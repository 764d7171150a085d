// src/config/mod.rs

//! Rule file loading and validation for ruleflow.
//!
//! Responsibilities:
//! - Define the TOML-backed data model (`model.rs`).
//! - Load a rule file from disk (`loader.rs`).
//! - Validate basic invariants like DAG correctness (`validate.rs`).

pub mod loader;
pub mod model;
pub mod validate;

pub use loader::{default_config_path, load_and_validate, load_from_path};
pub use model::{ConfigFile, ConfigSection, RawConfigFile, RuleConfig};
pub use validate::validate_config;
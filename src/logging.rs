// src/logging.rs

//! Logging setup for `ruleflow` using `tracing` + `tracing-subscriber`.
//!
//! Priority for determining the log level:
//! 1. `--log-level` CLI flag (if provided)
//! 2. `RULEFLOW_LOG` environment variable (e.g. "info", "debug")
//! 3. default to `info`
//!
//! Logs are sent to STDERR so that job stdout stays untouched.

use anyhow::Result;
use tracing_subscriber::fmt;

use crate::cli::LogLevel;

/// Environment variable consulted when no `--log-level` is given.
pub const LOG_ENV_VAR: &str = "RULEFLOW_LOG";

/// Initialise global logging subscriber.
///
/// Safe to call once at startup.
pub fn init_logging(cli_level: Option<LogLevel>) -> Result<()> {
    let level = match cli_level {
        Some(lvl) => level_from_log_level(lvl),
        None => std::env::var(LOG_ENV_VAR)
            .ok()
            .and_then(|s| parse_level_str(&s))
            .unwrap_or(tracing::Level::INFO),
    };

    fmt()
        .with_max_level(level)
        .with_target(true)
        .with_thread_ids(false)
        .with_thread_names(false)
        .with_writer(std::io::stderr)
        .try_init()
        .map_err(|e| anyhow::anyhow!("failed to initialise logging: {e}"))?;

    Ok(())
}

fn level_from_log_level(lvl: LogLevel) -> tracing::Level {
    match lvl {
        LogLevel::Error => tracing::Level::ERROR,
        LogLevel::Warn => tracing::Level::WARN,
        LogLevel::Info => tracing::Level::INFO,
        LogLevel::Debug => tracing::Level::DEBUG,
        LogLevel::Trace => tracing::Level::TRACE,
    }
}

fn parse_level_str(s: &str) -> Option<tracing::Level> {
    match s.trim().to_lowercase().as_str() {
        "error" => Some(tracing::Level::ERROR),
        "warn" | "warning" => Some(tracing::Level::WARN),
        "info" => Some(tracing::Level::INFO),
        "debug" => Some(tracing::Level::DEBUG),
        "trace" => Some(tracing::Level::TRACE),
        _ => None,
    }
}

TRY IT – Restate the records word for word, leaving nothing out.

EXERCISE SOLUTION –
repository 764d7171150a085d
// src/config/mod.rs

//! Rule file loading and validation for ruleflow.
//!
//! Responsibilities:
//! - Define the TOML-backed data model (`model.rs`).
//! - Load a rule file from disk (`loader.rs`).
//! - Validate basic invariants like DAG correctness (`validate.rs`).

pub mod loader;
pub mod model;
pub mod validate;

pub use loader::{default_config_path, load_and_validate, load_from_path};
pub use model::{ConfigFile, ConfigSection, RawConfigFile, RuleConfig};
pub use validate::validate_config;
filename src/logging.rs
// src/logging.rs

//! Logging setup for `ruleflow` using `tracing` + `tracing-subscriber`.
//!
//! Priority for determining the log level:
//! 1. `--log-level` CLI flag (if provided)
//! 2. `RULEFLOW_LOG` environment variable (e.g. "info", "debug")
//! 3. default to `info`
//!
//! Logs are sent to STDERR so that job stdout stays untouched.

use anyhow::Result;
use tracing_subscriber::fmt;

use crate::cli::LogLevel;

/// Environment variable consulted when no `--log-level` is given.
pub const LOG_ENV_VAR: &str = "RULEFLOW_LOG";

/// Initialise global logging subscriber.
///
/// Safe to call once at startup.
pub fn init_logging(cli_level: Option<LogLevel>) -> Result<()> {
    let level = match cli_level {
        Some(lvl) => level_from_log_level(lvl),
        None => std::env::var(LOG_ENV_VAR)
            .ok()
            .and_then(|s| parse_level_str(&s))
            .unwrap_or(tracing::Level::INFO),
    };

    fmt()
        .with_max_level(level)
        .with_target(true)
        .with_thread_ids(false)
        .with_thread_names(false)
        .with_writer(std::io::stderr)
        .try_init()
        .map_err(|e| anyhow::anyhow!("failed to initialise logging: {e}"))?;

    Ok(())
}

fn level_from_log_level(lvl: LogLevel) -> tracing::Level {
    match lvl {
        LogLevel::Error => tracing::Level::ERROR,
        LogLevel::Warn => tracing::Level::WARN,
        LogLevel::Info => tracing::Level::INFO,
        LogLevel::Debug => tracing::Level::DEBUG,
        LogLevel::Trace => tracing::Level::TRACE,
    }
}

fn parse_level_str(s: &str) -> Option<tracing::Level> {
    match s.trim().to_lowercase().as_str() {
        "error" => Some(tracing::Level::ERROR),
        "warn" | "warning" => Some(tracing::Level::WARN),
        "info" => Some(tracing::Level::INFO),
        "debug" => Some(tracing::Level::DEBUG),
        "trace" => Some(tracing::Level::TRACE),
        _ => None,
    }
}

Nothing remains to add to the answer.